One line and a comment
Dropped the choice log-prob from the step log-prob. Left a comment above the line so the next version of me doesn’t re-add it.
# Don't include choice log_probs — PPO can't re-evaluate them
# during training (choice_proj has no gradient path in the PPO loss).
# Including them corrupts the importance sampling ratio.
step_log_prob = log_prob.item()
PPO’s ratio math holds end-to-end. The clip term — the
safety rail that caps how far a single update moves the policy
— means what it’s supposed to mean on every step,
including steps where a choice fired. choice_proj
still picks cards; its log-probs are just honest about not being
re-evaluable.
Training it is a separate problem. The current plan is a frozen-combat, V-as-reward setup on the choice head alone, which sidesteps the re-evaluation question entirely by not putting the choice log-prob through PPO in the first place.

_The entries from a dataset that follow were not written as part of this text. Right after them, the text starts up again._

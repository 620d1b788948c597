use chrono::{DateTime, Duration, Utc};
use nalgebra::Vector3;
use serde::Serialize;

/// Inertial position (m) and velocity (m/s) at a point in time.
#[derive(Debug, Clone, Copy, PartialEq, Serialize)]
pub struct StateVector {
    pub time: DateTime<Utc>,
    pub position: Vector3<f64>,
    pub velocity: Vector3<f64>,
}

impl StateVector {
    pub fn new(time: DateTime<Utc>, position: Vector3<f64>, velocity: Vector3<f64>) -> Self {
        Self {
            time,
            position,
            velocity,
        }
    }

    pub fn radius(&self) -> f64 {
        self.position.norm()
    }

    /// `|v|^2 / 2 - mu / |r|`
    pub fn specific_energy(&self, mu: f64) -> f64 {
        self.velocity.norm_squared() / 2.0 - mu / self.radius()
    }
}

/// `epoch` shifted by a (possibly fractional) number of seconds, at nanosecond resolution.
pub fn shift_epoch(epoch: DateTime<Utc>, seconds: f64) -> DateTime<Utc> {
    epoch + Duration::nanoseconds((seconds * 1e9).round() as i64)
}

What past-me needed to hear
Before you add a second head, enumerate every tensor it produces and ask:
does PPO’s ratio math still hold for this, end-to-end? The answer
has to be yes on every step, not mostly, and “we’ll figure out
training later” is the same shape as “this log-prob is wrong
but I’ll ignore it.” If the learner can’t re-evaluate a
log-prob from the stored state, that log-prob can’t be in
old_lp. Drop it, or add a gradient path first.
The other lesson is about what looks like a training failure. Silent corruption doesn’t spike a loss curve. It biases a gradient in a specific direction on a specific subset of transitions. Reward curves kept going up because the policy was still improving on the combat actions that weren’t corrupted; the choice-step corruption was dragging against that improvement but not enough to reverse it. What it cost, quantitatively, I can’t say — by the time I noticed, I was re-running training from the fix forward, not A/B-testing against the broken version.
Takeaways
- Any log-prob that can’t be re-evaluated at training time is not a log-prob PPO can use. Drop it or give it a gradient path.
- “Training looks fine” is not an all-clear — silent corruption leaves the loud signals alone and biases the quiet ones.
- Before adding a second head, trace every tensor it produces through the update math. The ratio has to hold end-to-end.
- Comments above the fix, not just the fix. Future-me reads the comment before the code.